Jack leaped to his feet, pacing in obvious agitation. "How was I supposed to know?" He asked, running his hands through his hair and looking at Ray imploringly.

"You couldn't," Ray answered obligingly.

"I mean, she's the Great Lord of Winter's daughter," Jack seemed eager to explain.

"Of course she is," Ray nodded encouragement.

"And all women, Immortals or no, have that time of month," Jack went on, tossing his comments over his shoulder as he continued pacing.

"Sure."

"She doesn't even know herself; how does Callie expect me to put it all together?"

"No idea."

"Exactly."

They were silent a moment.

"Jack?"

"Yeah?"

"What are we talking about?"

Jack collapsed onto his chair again, sighing deeply and seeming to droop. "My wife."

"Right. What about her?"

"She's allergic to snow."

Ray stared, clearly absorbing this incredible statement. Then he started to laugh. Jack glared as Ray whooped, stamping his feet and almost falling out of his chair.

"It's not funny," Jack snapped.

"Sorry, mate, but yeah....it is. It's fucking hilarious." Ray sat back and wiped his streaming eyes. "Big Nick's daughter allergic to snow? How is that not funny?" He laughed at Jack's thunderous expression.

For an instant, Ray thought he might have gone too far, and Jack was going to leap across the room and remove his tongue by way of his esophagus. But the moment passed, and the Frost Lord relaxed, smiling ruefully.

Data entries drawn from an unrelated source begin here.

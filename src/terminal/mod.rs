//! Terminal Output
//!
//! Everything visible goes through this module: the escape-sequence
//! driver, the sink that partitions the shared output stream into two
//! independently locked channels, and the writers the sink can sit on.

pub mod driver;
pub mod output;
pub mod sink;

// Re-exports for convenience
pub use driver::TerminalDriver;
pub use output::{SharedBuffer, StdoutWriter};
pub use sink::TerminalSink;

use serde::{Deserialize, Serialize};

/// Default number of terminal rows
pub const DEFAULT_ROWS: u32 = 24;

/// Default number of terminal columns
pub const DEFAULT_COLS: u32 = 80;

/// Terminal dimensions, fixed for the lifetime of the process
#[derive(Debug, Clone, Copy, PartialEq, Eq, Serialize, Deserialize)]
#[serde(default)]
pub struct TerminalSize {
    /// Number of rows
    pub rows: u32,
    /// Number of columns
    pub cols: u32,
}

impl TerminalSize {
    /// Create a size from explicit dimensions
    pub fn new(rows: u32, cols: u32) -> Self {
        Self { rows, cols }
    }

    /// Whether (row, col) is a 1-based cell inside the screen
    pub fn contains(&self, row: u32, col: u32) -> bool {
        (1..=self.rows).contains(&row) && (1..=self.cols).contains(&col)
    }
}

impl Default for TerminalSize {
    fn default() -> Self {
        Self {
            rows: DEFAULT_ROWS,
            cols: DEFAULT_COLS,
        }
    }
}
//! Block Renderer
//!
//! Paints one colored block at a random cell per tick. All block renderers
//! draw through the same channel, so blocks are drawn strictly one at a
//! time across every color.

use super::{Worker, BLOCK_INTERVAL};
use crate::ansi::{Color, BLOCK_GLYPH};
use crate::random::PositionSource;
use crate::terminal::TerminalSink;
use std::io::Write;
use std::sync::Arc;
use std::time::Duration;

/// Draws blocks of a single color at random positions
pub struct BlockRenderer<W: Write> {
    sink: Arc<TerminalSink<W>>,
    color: Color,
    positions: PositionSource,
    interval: Duration,
}

impl<W: Write> BlockRenderer<W> {
    /// Create a renderer with the default 250 ms cadence
    pub fn new(sink: Arc<TerminalSink<W>>, color: Color, positions: PositionSource) -> Self {
        Self {
            sink,
            color,
            positions,
            interval: BLOCK_INTERVAL,
        }
    }

    /// Override the pause between draws
    pub fn with_interval(mut self, interval: Duration) -> Self {
        self.interval = interval;
        self
    }

    /// Color this renderer paints with
    pub fn color(&self) -> Color {
        self.color
    }

    /// Draw one block and return the 1-based cell it landed on.
    ///
    /// The cell is drawn while the block channel is held, so the emitted
    /// move/color/glyph/reset sequence is never split by another block.
    pub fn draw(&mut self) -> (u32, u32) {
        let size = self.sink.size();
        let mut term = self.sink.block_channel();

        let (row, col) = self.positions.next_cell(size);
        term.move_cursor(row, col);
        term.set_color(self.color);
        term.write_glyph(BLOCK_GLYPH);
        term.reset_color();

        (row, col)
    }
}

impl<W: Write + Send> Worker for BlockRenderer<W> {
    fn name(&self) -> String {
        format!("block-{}", self.color)
    }

    fn interval(&self) -> Duration {
        self.interval
    }

    fn tick(&mut self) {
        let (row, col) = self.draw();
        trace!("{} block at ({}, {})", self.color, row, col);
    }
}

"Ask me that when you've endured three centuries of PMS that makes a rampaging gorilla look just a tad cranky." Ray snorted again, but offered no comment, and Jack smiled a bit wider. "I'm only exaggerating a little," he assured Ray. "It's cold, really, not snow per se, and not so much an allergy as intolerance. If she hasn't had regular exposure to warmer weather in too long...." Jack stopped suddenly, swallowing hard.

"So send her here," Ray said, puzzled at the fuss. "You're both adults, you can endure the occasional separate vacations. I mean, I get why you can't come...more than a couple of days of this weather and you'll be sicker than a frat boy after a week-long kegger."

"It's been left too long," Jack said quietly. "Once she's stable again, we'll do just that, I expect. But right now....we've been trotting around the globe, always following winter, for three hundred years. She complains about the cold just before Christmas, without fail, but refuses to leave me when the holiday's over, and truth is, I've never wanted to be away from her so I never insisted she go. It's not weather she needs to make this right, it's magic. Weather will only maintain her once she's out of danger. I think."

"I don't understand."

"She's only half a Winter Sprite, Ray. The other half's Muse, which is the only reason, apparently, she doesn't have to live half each year someplace like here. Muses have to tolerate all climates. Rose can tolerate cold most of the time. But sort of like batteries, her Muse half needs recharging now and then. You know how we Weather Immortals work; we get our strength from the climate we're built for. We can leave it from time to time, carry it with us inside, even use it, like I did with your drink. Muses recharge differently; they feed off creative energy. Rose, being a hybrid of a Winter High Lord and a Muse, apparently twisted her mother's ability and it mutated to work like her weather magic. She simply needs a climate change a few days out of the year. Usually. At least that's the theory."